Improving business processes for small and medium business
Although business process improvement is an essential undertaking for any business, I get a lot of blank stares when I talk to clients about it. The ability to streamline, adapt process to new technologies, standardise and automate are excellent ways for small and medium businesses to reduce cost, improve efficiency and performance, reduce errors, minimise waste and get people spending more time on important value-adding activities rather than repetitive, mundane tasks.
While these tips would suit any business, small and medium businesses especially can gain a lot by improving efficiencies, reducing costs and, most importantly to me, spending time doing real work rather than administration.
Where to start
The first thing you can start to do is identify if there are any immediate issues that can be fixed in processes and converted into quick wins. It may also be beneficial to model your business processes; if you choose to do so, it's probably best to start with processes that are key to your operations.
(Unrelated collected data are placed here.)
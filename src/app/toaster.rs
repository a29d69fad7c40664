use leptos::prelude::*;
use leptos_use::{use_timeout_fn, UseTimeoutFnReturn};

use crate::{
    contact::{Notice, Notify},
    toast::{Toast, ToastId, ToastQueue, TOAST_DURATION_MS},
};

/// Handle to the page's toast queue, shared through context.
#[derive(Debug, Clone, Copy)]
pub struct Toaster {
    queue: RwSignal<ToastQueue>,
}

impl Toaster {
    pub fn provide() -> Self {
        let toaster = Self {
            queue: RwSignal::new(ToastQueue::new()),
        };
        provide_context(toaster);
        toaster
    }

    pub fn dismiss(&self, id: ToastId) {
        self.queue.maybe_update(|q| q.dismiss(id));
    }

    fn toasts(&self) -> Vec<Toast> {
        self.queue.with(|q| q.toasts().cloned().collect())
    }
}

impl Notify for Toaster {
    fn notify(&mut self, notice: Notice) {
        self.queue.update(|q| {
            q.push(notice);
        });
    }
}

#[component]
pub fn ToastViewport() -> impl IntoView {
    let toaster = expect_context::<Toaster>();

    view! {
        <ol
            aria-live="polite"
            class="fixed top-0 z-[100] flex max-h-screen w-full flex-col-reverse p-4 sm:bottom-0 sm:right-0 sm:top-auto sm:flex-col md:max-w-[420px]"
        >
            <For
                each=move || toaster.toasts()
                key=|toast| toast.id
                children=move |toast| view! { <ToastCard toast toaster /> }
            />
        </ol>
    }
}

#[component]
fn ToastCard(toast: Toast, toaster: Toaster) -> impl IntoView {
    let id = toast.id;
    let UseTimeoutFnReturn { start, .. } =
        use_timeout_fn(move |_: ()| toaster.dismiss(id), TOAST_DURATION_MS);
    start(());

    view! {
        <li
            role="status"
            class="pointer-events-auto relative flex w-full items-center justify-between gap-4 overflow-hidden rounded-md border bg-background p-6 pr-8 shadow-lg card-glass"
        >
            <div class="grid gap-1">
                <div class="text-sm font-semibold text-foreground">{toast.notice.title}</div>
                <div class="text-sm opacity-90 text-muted-foreground">
                    {toast.notice.description}
                </div>
            </div>
            <button
                type="button"
                aria-label="Close"
                class="absolute right-2 top-2 rounded-md p-1 text-foreground/50 hover:text-foreground"
                on:click=move |_| toaster.dismiss(id)
            >
                "✕"
            </button>
        </li>
    }
}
As an example for a business involved in producing and selling computer components online, start modelling processes related to supply chain including order taking, production of the components, managing inventory, billing, logistics, delivery and customer service.
It’s likely that these areas will give you process improvement opportunities that offer the ‘biggest bang for your buck’. Once you’ve tackled these areas you may want to look at your back-end processes like HR, IT, or Finance – processes that support your core business of producing and selling computer components.
Engage your staff
Make sure you engage all the different types of people who are involved with the business processes to capture the full story. Ensure you capture all the activities performed, how they are performed, who performs them, how long they take, what the current challenges are and how they feel the process could be improved. Capturing multiple perspectives from different people who interact with the process will give you a richer, more comprehensive result and will be especially helpful for you to identify any areas of process variation.
Create a visual model
A common, easy to use notation for modelling business processes is Business Process Modelling Notation (BPMN2.0). It’s relatively easy to interpret and there are there are plenty of excellent resources and tutorials on the internet to help you learn how to use BPMN2.0. For actually producing the models you can use tools like Microsoft Visio or Enterprise Architect.
Look for improvements
Once you’ve created a visual model, it’s often easy to identify areas in the process that can be improved. Look for repeated activities, redundant tasks, excessive handoffs, bottlenecks and instances where people perform process activities differently. Consider whether activities could be automated or outsourced, or if offering some training to employees could help them complete their activities more effectively (e.g. increase efficient, quality, consistency, adhere better to policy…).
Now you've got your laundry list of improvement opportunities, you can remodel your process to include the ‘new way of doing things’. This model can then be used with process stakeholders to communicate your proposed changes, help you prioritise your changes and act as input for planning implementation.
Next steps: continuous improvement
So you’ve improved the process—well done! But that’s not the end. Make sure you revisit the process regularly to review performance make tweaks and further improvements/changes as needed. Don’t underestimate that business change takes time – and remember to be supportive as employees adapt, learn what is expected and adopt new behaviours.